December 21 marks the winter solstice in the Northern Hemisphere. However, what is going to make it extra special is the occurrence of a rare celestial event dubbed as ‘The Great Conjunction’ between Jupiter and Saturn that is going to be witnessed on the longest night of 2020.
Two of the solar system’s biggest planets—Jupiter and Saturn will align their positions to form a conjunction—nearly overlapping themselves to form a “double planet”, a phenomenon that has not occurred since the 17th century.
What is ‘The Great Conjunction’?
The Great Conjunction is an occasional astronomic event when the two planets—Jupiter and Saturn—appear closest together in the sky. On Monday, Jupiter and Saturn will be very close to each other—a tenth-of-a-degree apart. The last time they were this close and visible, was in 1226 AD. The two planets were this close in 1623 as well but likely not visible due to their proximity to the Sun.

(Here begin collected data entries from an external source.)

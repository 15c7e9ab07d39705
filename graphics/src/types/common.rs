//! Common types shared across the graphics system.

// ============================================================================
// Extent3d
// ============================================================================

/// 3D extent for textures and buffers.
#[derive(Debug, Clone, Copy, PartialEq, Eq, Hash, Default)]
pub struct Extent3d {
    /// Width in pixels.
    pub width: u32,
    /// Height in pixels.
    pub height: u32,
    /// Depth in pixels (1 for 2D textures).
    pub depth: u32,
}

impl Extent3d {
    /// Create a new 2D extent.
    pub fn new_2d(width: u32, height: u32) -> Self {
        Self {
            width,
            height,
            depth: 1,
        }
    }

    /// Create a new 3D extent.
    pub fn new_3d(width: u32, height: u32, depth: u32) -> Self {
        Self {
            width,
            height,
            depth,
        }
    }
}

// ============================================================================
// Surface origin
// ============================================================================

/// Vertical origin convention of a surface.
///
/// Textures store rows physically top-down. A `BottomLeft` surface is one
/// whose logical row 0 is the last physical row, as with GL-style render
/// targets. Readback always produces top-down rows regardless of origin.
#[derive(Debug, Clone, Copy, PartialEq, Eq, Hash, Default)]
pub enum SurfaceOrigin {
    /// Logical row 0 is physical row 0.
    #[default]
    TopLeft,
    /// Logical row 0 is physical row `height - 1`.
    BottomLeft,
}

// ============================================================================
// Pixel rectangle
// ============================================================================

/// A rectangle of pixels within a 2D surface.
#[derive(Debug, Clone, Copy, PartialEq, Eq, Hash, Default)]
pub struct PixelRect {
    /// Left edge.
    pub x: u32,
    /// Top edge, in the coordinate space of the surface's origin.
    pub y: u32,
    /// Width in pixels.
    pub width: u32,
    /// Height in pixels.
    pub height: u32,
}

impl PixelRect {
    /// Create a new rectangle.
    pub fn new(x: u32, y: u32, width: u32, height: u32) -> Self {
        Self {
            x,
            y,
            width,
            height,
        }
    }

    /// Rectangle covering a whole `width` x `height` surface.
    pub fn from_size(width: u32, height: u32) -> Self {
        Self::new(0, 0, width, height)
    }

    /// Returns true if the rectangle covers no pixels.
    pub fn is_empty(&self) -> bool {
        self.width == 0 || self.height == 0
    }

    /// Returns true if the rectangle lies entirely within a surface of the
    /// given size.
    pub fn fits_within(&self, width: u32, height: u32) -> bool {
        u64::from(self.x) + u64::from(self.width) <= u64::from(width)
            && u64::from(self.y) + u64::from(self.height) <= u64::from(height)
    }

    /// The physical rectangle backing this logical rectangle on a surface
    /// with the given origin and height.
    pub fn to_physical(&self, origin: SurfaceOrigin, surface_height: u32) -> Self {
        match origin {
            SurfaceOrigin::TopLeft => *self,
            SurfaceOrigin::BottomLeft => Self {
                y: surface_height - self.y - self.height,
                ..*self
            },
        }
    }
}
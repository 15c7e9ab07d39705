//! Budgeted cache of GPU resources.
//!
//! The [`ResourceCache`] tracks every resource a device creates. It keeps
//! one strong reference per resource, so a resource nobody else holds is
//! *purgeable*: it stays resident for reuse by key, and is the first to go
//! when the cache is over budget.
//!
//! Resources are found again in two ways:
//! - by [`ContentKey`], when the client cares what the resource contains;
//! - by [`ScratchKey`], when any unused resource of the right shape will do.
//!
//! Teardown comes in two flavours. [`ResourceCache::release_all`] frees GPU
//! allocations normally. [`ResourceCache::abandon_all`] is for a lost device:
//! handles are dropped without calling the backend, and the cache stays in
//! abandon mode from then on.

use std::collections::{HashMap, HashSet};
use std::sync::{Arc, Weak};

use crate::resources::{ContentKey, GpuResource, ScratchKey, Teardown};

/// Default maximum number of budgeted resources.
pub const DEFAULT_MAX_RESOURCE_COUNT: usize = 8192;

/// Default maximum bytes of budgeted resources (96 MiB).
pub const DEFAULT_MAX_RESOURCE_BYTES: u64 = 96 * 1024 * 1024;

/// Resource cache limits.
#[derive(Debug, Clone, Copy, PartialEq, Eq, Hash)]
pub struct ResourceCacheConfig {
    /// Maximum number of budgeted resources.
    pub max_count: usize,
    /// Maximum total size of budgeted resources in bytes.
    pub max_bytes: u64,
}

impl Default for ResourceCacheConfig {
    fn default() -> Self {
        Self {
            max_count: DEFAULT_MAX_RESOURCE_COUNT,
            max_bytes: DEFAULT_MAX_RESOURCE_BYTES,
        }
    }
}

impl ResourceCacheConfig {
    /// Set the maximum resource count.
    pub fn with_max_count(mut self, max_count: usize) -> Self {
        self.max_count = max_count;
        self
    }

    /// Set the maximum budgeted bytes.
    pub fn with_max_bytes(mut self, max_bytes: u64) -> Self {
        self.max_bytes = max_bytes;
        self
    }
}

/// How tracked resources are torn down.
#[derive(Debug, Clone, Copy, PartialEq, Eq, Hash, Default)]
pub enum TeardownMode {
    /// Free GPU allocations through the backend.
    #[default]
    Release,
    /// The device is gone; drop handles without touching the backend.
    Abandon,
}

/// Result of a purge.
#[derive(Debug, Clone, Copy, PartialEq, Eq, Default)]
pub struct PurgeReport {
    /// Resources torn down.
    pub purged_count: usize,
    /// Budgeted bytes freed.
    pub purged_bytes: u64,
    /// Bytes still above the cap because nothing else could be evicted.
    pub over_budget_bytes: u64,
    /// Resources still above the count cap.
    pub over_budget_count: usize,
}

impl PurgeReport {
    /// Whether the cache ended within its limits.
    pub fn within_budget(&self) -> bool {
        self.over_budget_bytes == 0 && self.over_budget_count == 0
    }
}

/// Result of a bulk teardown.
#[derive(Debug, Clone, Copy, PartialEq, Eq, Default)]
pub struct TeardownSummary {
    /// Resources the cache held exclusively.
    pub destroyed: usize,
    /// Resources still held elsewhere; they live on without an allocation.
    pub deferred: usize,
}

/// Snapshot of cache occupancy.
#[derive(Debug, Clone, Copy, PartialEq, Eq, Default)]
pub struct CacheStats {
    pub resource_count: usize,
    pub budgeted_count: usize,
    pub budgeted_bytes: u64,
    pub total_bytes: u64,
    pub purgeable_count: usize,
    pub max_count: usize,
    pub max_bytes: u64,
}

/// Tracks GPU resources, enforces the budget and tears resources down.
///
/// All operations are infallible: lookups that miss return `None`, and a
/// budget that cannot be met is reported and logged rather than failed.
pub struct ResourceCache {
    config: ResourceCacheConfig,
    resources: Vec<Arc<GpuResource>>,
    content_map: HashMap<ContentKey, Weak<GpuResource>>,
    // Only resources that are currently scratch.
    scratch_map: HashMap<ScratchKey, Vec<Weak<GpuResource>>>,
    pinned: HashSet<ContentKey>,
    // Unreusable resources still referenced when they became unreusable.
    deferred: Vec<Weak<GpuResource>>,
    timestamp: u32,
    budgeted_count: usize,
    budgeted_bytes: u64,
    total_bytes: u64,
    mode: TeardownMode,
}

Jupiter and Saturn regularly pass each other, as often as once every 20 years, but what makes this year’s conjunction special is that it is for the first time in nearly 400 years that the two planets will be this close to one another and 800 years since the phenomenon occurred at night.
The conjunction is popularly known as the ‘Christmas Star’ or the ‘Star of Bethlehem’, which, according to the Bible, was the star that guided the three wise men to baby Jesus.
The distance between the two planets would remain the same but the angle of viewing it from Earth would give an impression that the two planets would be very close to each other, only 0.1 degrees apart.
It is to be noted that despite appearing just 0.1 degrees apart, the two planets will be 456 million miles apart. Meanwhile, the distance between Earth and Jupiter is 550 million miles.
According to Space.com, “Jupiter and Saturn are in conjunction when they have the same right ascension or celestial longitude. This is what is referred to as a ‘Great Conjunction’, signifying the rarity of the union because unlike conjunctions with the other bright planets, these two don’t get close as often.”
The next such super close pairing of the two giant planets won’t happen again until the Jupiter-Saturn conjunction of 15 March 2080.
How and when to view ‘The Great Conjunction’?
The “great conjunction” also coincides with the winter solstice, the shortest day (December 21) in the year as the sun reaches a point where it appears to shine farthest to the south of the equator over the Tropic of Capricorn.
The rare celestial event will be visible shortly after the sunset today, between 6:30 PM and 7:30 PM in the southwestern sky. Saturn will be smaller, fainter than Jupiter on the upper right. Though the phenomenon would be visible to the naked eye, binoculars and telescopes will be needed to differentiate between the two planets.